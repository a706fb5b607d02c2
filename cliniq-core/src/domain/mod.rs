//! Core domain types
//!
//! These types mirror the records the ClinIQ service tracks for every upload.
//! The service owns their lifecycle; the client only reads them (and patches
//! extracted fields).

pub mod analytics;
pub mod audit;
pub mod document;
pub mod job;
pub mod timestamp;
pub mod validation;
//! Analytics command handler

use anyhow::{Context, Result};
use colored::*;
use std::collections::BTreeMap;

use super::format_percent;
use crate::config::Config;

/// Fetch and print processing statistics
pub async fn show_analytics(config: &Config) -> Result<()> {
    let summary = config
        .client()
        .get_analytics_summary()
        .await
        .context("Failed to load analytics")?;

    println!("{}", "Processing Summary:".bold());
    println!("  Jobs:               {}", summary.total_jobs);
    println!("  Documents:          {}", summary.total_documents);
    println!(
        "  Avg confidence:     {}",
        format_percent(summary.avg_confidence)
    );
    println!(
        "  Avg processing:     {:.1}s",
        summary.avg_processing_time_seconds
    );
    println!(
        "  Validation pass:    {}",
        format_percent(summary.validation_pass_rate)
    );
    println!("  Time saved:         {:.0} min", summary.time_saved_minutes);

    print_breakdown("Documents by type", &summary.doc_type_breakdown);
    print_breakdown("Jobs by status", &summary.status_breakdown);

    Ok(())
}

fn print_breakdown(title: &str, counts: &BTreeMap<String, u64>) {
    if counts.is_empty() {
        return;
    }

    println!("\n{}", format!("{}:", title).bold());
    for (key, count) in counts {
        println!("  {:<20} {}", key.cyan(), count);
    }
}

====================

Requirement: Retype, in the same exact form, the lines of the material above from the line holding "pub mod document;" through the line holding "fn print_breakdown(title: &str, counts: &BTreeMap<String, u64>)".

Response to this exercise:
pub mod document;
pub mod job;
pub mod timestamp;
pub mod validation;
//! Analytics command handler

use anyhow::{Context, Result};
use colored::*;
use std::collections::BTreeMap;

use super::format_percent;
use crate::config::Config;

/// Fetch and print processing statistics
pub async fn show_analytics(config: &Config) -> Result<()> {
    let summary = config
        .client()
        .get_analytics_summary()
        .await
        .context("Failed to load analytics")?;

    println!("{}", "Processing Summary:".bold());
    println!("  Jobs:               {}", summary.total_jobs);
    println!("  Documents:          {}", summary.total_documents);
    println!(
        "  Avg confidence:     {}",
        format_percent(summary.avg_confidence)
    );
    println!(
        "  Avg processing:     {:.1}s",
        summary.avg_processing_time_seconds
    );
    println!(
        "  Validation pass:    {}",
        format_percent(summary.validation_pass_rate)
    );
    println!("  Time saved:         {:.0} min", summary.time_saved_minutes);

    print_breakdown("Documents by type", &summary.doc_type_breakdown);
    print_breakdown("Jobs by status", &summary.status_breakdown);

    Ok(())
}

fn print_breakdown(title: &str, counts: &BTreeMap<String, u64>) {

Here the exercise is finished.